RECORDS SHOWN ::
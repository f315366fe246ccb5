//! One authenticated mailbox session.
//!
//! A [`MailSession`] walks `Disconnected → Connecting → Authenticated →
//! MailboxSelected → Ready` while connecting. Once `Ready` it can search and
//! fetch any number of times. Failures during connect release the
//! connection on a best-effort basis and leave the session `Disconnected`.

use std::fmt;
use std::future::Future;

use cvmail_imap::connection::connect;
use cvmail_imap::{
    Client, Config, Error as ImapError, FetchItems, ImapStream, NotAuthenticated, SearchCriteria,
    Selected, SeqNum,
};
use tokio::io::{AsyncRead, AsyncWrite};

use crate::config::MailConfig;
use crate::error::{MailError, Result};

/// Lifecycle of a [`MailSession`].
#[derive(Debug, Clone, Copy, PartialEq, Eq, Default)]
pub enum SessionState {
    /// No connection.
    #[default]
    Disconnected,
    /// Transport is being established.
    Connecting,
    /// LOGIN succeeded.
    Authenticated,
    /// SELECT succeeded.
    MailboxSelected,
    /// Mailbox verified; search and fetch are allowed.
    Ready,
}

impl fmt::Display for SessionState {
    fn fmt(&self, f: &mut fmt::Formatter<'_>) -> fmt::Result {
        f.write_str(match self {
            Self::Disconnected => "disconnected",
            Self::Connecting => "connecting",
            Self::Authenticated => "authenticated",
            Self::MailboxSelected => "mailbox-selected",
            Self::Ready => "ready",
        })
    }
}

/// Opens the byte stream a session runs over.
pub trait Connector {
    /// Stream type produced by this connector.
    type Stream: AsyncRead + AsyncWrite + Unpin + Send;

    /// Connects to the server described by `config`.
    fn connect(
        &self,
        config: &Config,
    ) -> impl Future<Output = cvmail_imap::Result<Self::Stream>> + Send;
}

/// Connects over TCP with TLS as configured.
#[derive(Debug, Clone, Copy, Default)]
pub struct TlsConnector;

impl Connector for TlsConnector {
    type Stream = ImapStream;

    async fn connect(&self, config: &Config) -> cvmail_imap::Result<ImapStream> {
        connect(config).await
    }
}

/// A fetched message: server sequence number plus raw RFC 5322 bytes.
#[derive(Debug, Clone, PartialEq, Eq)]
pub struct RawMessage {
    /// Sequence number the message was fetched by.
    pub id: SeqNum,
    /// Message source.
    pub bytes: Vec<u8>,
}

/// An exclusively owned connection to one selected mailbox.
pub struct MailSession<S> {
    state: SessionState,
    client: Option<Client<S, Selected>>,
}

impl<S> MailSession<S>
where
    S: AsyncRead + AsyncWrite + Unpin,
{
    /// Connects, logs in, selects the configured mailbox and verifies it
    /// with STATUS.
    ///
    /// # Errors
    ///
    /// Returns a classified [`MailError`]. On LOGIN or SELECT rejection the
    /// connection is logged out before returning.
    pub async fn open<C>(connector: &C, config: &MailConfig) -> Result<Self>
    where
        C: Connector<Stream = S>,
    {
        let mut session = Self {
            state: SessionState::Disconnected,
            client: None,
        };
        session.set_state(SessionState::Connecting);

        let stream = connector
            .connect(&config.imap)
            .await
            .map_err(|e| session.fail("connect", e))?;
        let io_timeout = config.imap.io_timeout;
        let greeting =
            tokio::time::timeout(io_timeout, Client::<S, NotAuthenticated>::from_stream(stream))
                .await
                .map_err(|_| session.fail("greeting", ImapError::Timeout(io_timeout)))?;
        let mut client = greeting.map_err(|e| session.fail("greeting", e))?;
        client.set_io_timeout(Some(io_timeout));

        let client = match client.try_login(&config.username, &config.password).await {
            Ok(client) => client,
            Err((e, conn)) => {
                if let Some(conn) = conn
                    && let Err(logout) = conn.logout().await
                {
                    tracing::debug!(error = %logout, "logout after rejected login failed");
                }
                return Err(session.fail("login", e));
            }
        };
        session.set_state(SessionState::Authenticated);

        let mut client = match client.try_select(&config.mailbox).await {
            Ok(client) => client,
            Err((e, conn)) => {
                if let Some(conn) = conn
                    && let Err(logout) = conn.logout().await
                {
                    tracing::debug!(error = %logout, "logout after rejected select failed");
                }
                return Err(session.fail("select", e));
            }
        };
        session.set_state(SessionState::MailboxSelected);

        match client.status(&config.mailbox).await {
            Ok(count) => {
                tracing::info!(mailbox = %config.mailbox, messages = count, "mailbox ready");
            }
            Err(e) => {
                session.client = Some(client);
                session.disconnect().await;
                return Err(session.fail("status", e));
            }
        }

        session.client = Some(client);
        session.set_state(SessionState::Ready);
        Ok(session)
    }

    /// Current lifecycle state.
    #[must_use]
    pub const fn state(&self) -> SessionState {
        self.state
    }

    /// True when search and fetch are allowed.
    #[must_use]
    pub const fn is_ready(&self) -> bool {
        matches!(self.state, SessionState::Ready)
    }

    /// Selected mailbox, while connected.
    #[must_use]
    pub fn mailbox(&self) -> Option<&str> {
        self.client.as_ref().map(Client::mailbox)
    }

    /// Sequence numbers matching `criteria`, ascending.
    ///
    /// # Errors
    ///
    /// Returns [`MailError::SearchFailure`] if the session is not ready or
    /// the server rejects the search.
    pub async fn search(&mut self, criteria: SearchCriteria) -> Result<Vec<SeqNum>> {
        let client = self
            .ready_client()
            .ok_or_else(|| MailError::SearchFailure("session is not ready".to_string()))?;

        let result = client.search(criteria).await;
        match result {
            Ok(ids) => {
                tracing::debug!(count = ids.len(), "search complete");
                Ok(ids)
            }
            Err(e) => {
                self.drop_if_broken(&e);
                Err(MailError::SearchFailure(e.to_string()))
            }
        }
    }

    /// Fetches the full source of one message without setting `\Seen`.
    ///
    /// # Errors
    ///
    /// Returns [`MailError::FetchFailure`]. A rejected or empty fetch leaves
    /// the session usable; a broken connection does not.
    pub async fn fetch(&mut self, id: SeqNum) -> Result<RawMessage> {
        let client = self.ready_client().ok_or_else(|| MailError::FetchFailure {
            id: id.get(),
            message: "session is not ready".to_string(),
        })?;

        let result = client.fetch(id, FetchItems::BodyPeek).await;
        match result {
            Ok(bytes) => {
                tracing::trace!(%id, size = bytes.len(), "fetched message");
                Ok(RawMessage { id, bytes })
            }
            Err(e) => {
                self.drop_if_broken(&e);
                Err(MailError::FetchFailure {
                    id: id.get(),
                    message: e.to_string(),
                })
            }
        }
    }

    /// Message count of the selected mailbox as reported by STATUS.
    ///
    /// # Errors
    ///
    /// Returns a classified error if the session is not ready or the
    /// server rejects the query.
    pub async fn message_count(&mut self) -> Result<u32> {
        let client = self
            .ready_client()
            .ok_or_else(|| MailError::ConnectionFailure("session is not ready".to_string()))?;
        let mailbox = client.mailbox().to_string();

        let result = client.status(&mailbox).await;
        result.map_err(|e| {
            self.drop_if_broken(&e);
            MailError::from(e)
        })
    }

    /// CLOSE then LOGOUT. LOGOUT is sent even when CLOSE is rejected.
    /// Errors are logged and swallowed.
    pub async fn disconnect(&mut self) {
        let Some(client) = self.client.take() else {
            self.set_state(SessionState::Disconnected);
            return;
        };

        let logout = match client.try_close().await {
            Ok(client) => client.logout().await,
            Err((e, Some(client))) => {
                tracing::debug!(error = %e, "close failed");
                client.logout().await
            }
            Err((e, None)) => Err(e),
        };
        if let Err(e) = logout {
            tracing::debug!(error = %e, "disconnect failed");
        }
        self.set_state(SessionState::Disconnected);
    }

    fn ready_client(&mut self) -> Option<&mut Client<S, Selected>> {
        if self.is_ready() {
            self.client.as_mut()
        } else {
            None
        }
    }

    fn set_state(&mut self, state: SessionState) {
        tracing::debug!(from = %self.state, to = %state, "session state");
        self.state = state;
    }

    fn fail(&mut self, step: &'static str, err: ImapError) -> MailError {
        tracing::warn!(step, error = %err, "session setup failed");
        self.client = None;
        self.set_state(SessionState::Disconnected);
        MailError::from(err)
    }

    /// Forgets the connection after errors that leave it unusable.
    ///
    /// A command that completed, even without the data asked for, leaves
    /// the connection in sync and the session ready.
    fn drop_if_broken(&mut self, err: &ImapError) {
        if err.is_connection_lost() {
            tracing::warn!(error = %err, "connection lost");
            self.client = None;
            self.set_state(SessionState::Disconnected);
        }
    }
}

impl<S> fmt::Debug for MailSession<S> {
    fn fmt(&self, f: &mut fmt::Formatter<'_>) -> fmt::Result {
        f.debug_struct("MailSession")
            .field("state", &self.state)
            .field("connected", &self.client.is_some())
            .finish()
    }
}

WORK TO COMPLETE :: Your output should be the listing's lines, exact and complete, from its first line to the line that contains "connect release the", inclusive.

ANSWER TO THIS PROBLEM ::
repository f315366fe246ccb5
//! One authenticated mailbox session.
//!
//! A [`MailSession`] walks `Disconnected → Connecting → Authenticated →
//! MailboxSelected → Ready` while connecting. Once `Ready` it can search and
//! fetch any number of times. Failures during connect release the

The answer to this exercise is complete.